Hallam HEL-əm is a borough in York County, Pennsylvania, United States. The population was 2,673 at the 2010 census.
Before 1736, all parts of Pennsylvania west of the Susquehanna River, including present-day Hallam Borough and the surrounding Hellam Township, were land of the Iroquois.
In October 1736, the Proprietors of Pennsylvania received from the Five Nations deeds for the Susquehanna lands south of the Blue Mountains, including the borough and township.

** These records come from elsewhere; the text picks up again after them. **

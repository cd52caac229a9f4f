//! Archive record framing.

use crate::error::{CoreError, CoreResult};

/// Flags for archive records.
#[derive(Debug, Clone, Copy, PartialEq, Eq, Default)]
pub struct EntryFlags(u8);

impl EntryFlags {
    /// No flags set.
    pub const NONE: Self = Self(0);
    /// Record removes the key (purge).
    pub const TOMBSTONE: Self = Self(0x01);

    /// Creates flags from the raw byte.
    #[must_use]
    pub const fn from_byte(b: u8) -> Self {
        Self(b)
    }

    /// Returns the raw byte value.
    #[must_use]
    pub const fn as_byte(self) -> u8 {
        self.0
    }

    /// Checks if the tombstone flag is set.
    #[must_use]
    pub const fn is_tombstone(self) -> bool {
        self.0 & 0x01 != 0
    }
}

/// One keyed record in the archive log.
#[derive(Debug, Clone, PartialEq, Eq)]
pub struct EntryRecord {
    /// Key the record belongs to.
    pub key: String,
    /// Record flags.
    pub flags: EntryFlags,
    /// Stored bytes (empty for tombstones).
    pub payload: Vec<u8>,
}

impl EntryRecord {
    /// record_len (4) + flags (1) + key_len (2)
    pub const HEADER_SIZE: usize = 7;
    /// CRC size.
    pub const CRC_SIZE: usize = 4;
    /// Smallest well-formed record (empty key, empty payload).
    pub const MIN_SIZE: usize = Self::HEADER_SIZE + Self::CRC_SIZE;
    /// Longest key the framing can carry.
    pub const MAX_KEY_LEN: usize = u16::MAX as usize;

    /// Creates a record storing `payload` under `key`.
    #[must_use]
    pub fn put(key: impl Into<String>, payload: Vec<u8>) -> Self {
        Self {
            key: key.into(),
            flags: EntryFlags::NONE,
            payload,
        }
    }

    /// Creates a tombstone for `key`.
    #[must_use]
    pub fn tombstone(key: impl Into<String>) -> Self {
        Self {
            key: key.into(),
            flags: EntryFlags::TOMBSTONE,
            payload: Vec::new(),
        }
    }

    /// Returns whether this record purges its key.
    #[must_use]
    pub fn is_tombstone(&self) -> bool {
        self.flags.is_tombstone()
    }

    /// Encodes the record.
    ///
    /// ```text
    /// | record_len (4) | flags (1) | key_len (2) | key | payload | crc32 (4) |
    /// ```
    pub fn encode(&self) -> CoreResult<Vec<u8>> {
        if self.key.len() > Self::MAX_KEY_LEN {
            return Err(CoreError::invalid_operation(format!(
                "archive key is {} bytes, limit is {}",
                self.key.len(),
                Self::MAX_KEY_LEN
            )));
        }

        let record_len = self.encoded_size();
        let record_len_u32 = u32::try_from(record_len).map_err(|_| {
            CoreError::invalid_operation(format!("archive record of {record_len} bytes is too large"))
        })?;

        let mut buf = Vec::with_capacity(record_len);
        buf.extend_from_slice(&record_len_u32.to_le_bytes());
        buf.push(self.flags.as_byte());
        buf.extend_from_slice(&(self.key.len() as u16).to_le_bytes());
        buf.extend_from_slice(self.key.as_bytes());
        buf.extend_from_slice(&self.payload);

        let crc = crc32fast::hash(&buf);
        buf.extend_from_slice(&crc.to_le_bytes());

        Ok(buf)
    }

    /// Decodes one record from the start of `data`.
    pub fn decode(data: &[u8]) -> CoreResult<Self> {
        if data.len() < Self::MIN_SIZE {
            return Err(CoreError::archive_corruption("record too short"));
        }

        let record_len = u32::from_le_bytes([data[0], data[1], data[2], data[3]]) as usize;
        if record_len < Self::MIN_SIZE {
            return Err(CoreError::archive_corruption(format!(
                "record length {record_len} below minimum"
            )));
        }
        if data.len() < record_len {
            return Err(CoreError::archive_corruption("incomplete record"));
        }

        let body = &data[..record_len - Self::CRC_SIZE];
        let stored_crc = u32::from_le_bytes([
            data[record_len - 4],
            data[record_len - 3],
            data[record_len - 2],
            data[record_len - 1],
        ]);
        let computed_crc = crc32fast::hash(body);
        if stored_crc != computed_crc {
            return Err(CoreError::ChecksumMismatch {
                expected: stored_crc,
                actual: computed_crc,
            });
        }

        let flags = EntryFlags::from_byte(data[4]);
        let key_len = u16::from_le_bytes([data[5], data[6]]) as usize;
        let key_end = Self::HEADER_SIZE + key_len;
        if key_end > body.len() {
            return Err(CoreError::archive_corruption("key extends past record"));
        }

        let key = std::str::from_utf8(&body[Self::HEADER_SIZE..key_end])
            .map_err(|_| CoreError::archive_corruption("key is not valid UTF-8"))?
            .to_string();
        let payload = body[key_end..].to_vec();

        Ok(Self {
            key,
            flags,
            payload,
        })
    }

    /// Returns the encoded size of this record.
    #[must_use]
    pub fn encoded_size(&self) -> usize {
        Self::HEADER_SIZE + self.key.len() + self.payload.len() + Self::CRC_SIZE
    }
}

From 1736 to 1739, the area was under the authority of Hempfield Township in Lancaster County east of the Susquehanna. In 1739, the Provincial Assembly passed a special act to empower Lancaster County to establish townships west of the river. Hellam Township was created and included most of what is now York, Adams and Cumberland counties. Hellam Township was named after Hallamshire, the township in England where Samuel Blunston, the magistrate of Lancaster County, was born.
When Hallam Borough was incorporated in 1902, the town's name was spelled Hallam, the same as the English township.
The Martin Schultz House was listed on the National Register of Historic Places in 1993.
Hallam is located at 40°0′14″N 76°36′16″W (40.003897, -76.604528). It is a suburb of York, Pennsylvania and is part of the York-Hanover Metropolitan Statistical Area, as well as the York-Hanover-Gettysburg Combined Statistical Area.
According to the United States Census Bureau, the borough has a total area of 0.7 square miles (1.8 km2), all of it land.
Hallam is located within the Kreutz Creek watershed.
Hallam lies on the cusp of a humid subtropical climate zone and experiences four discernible seasons.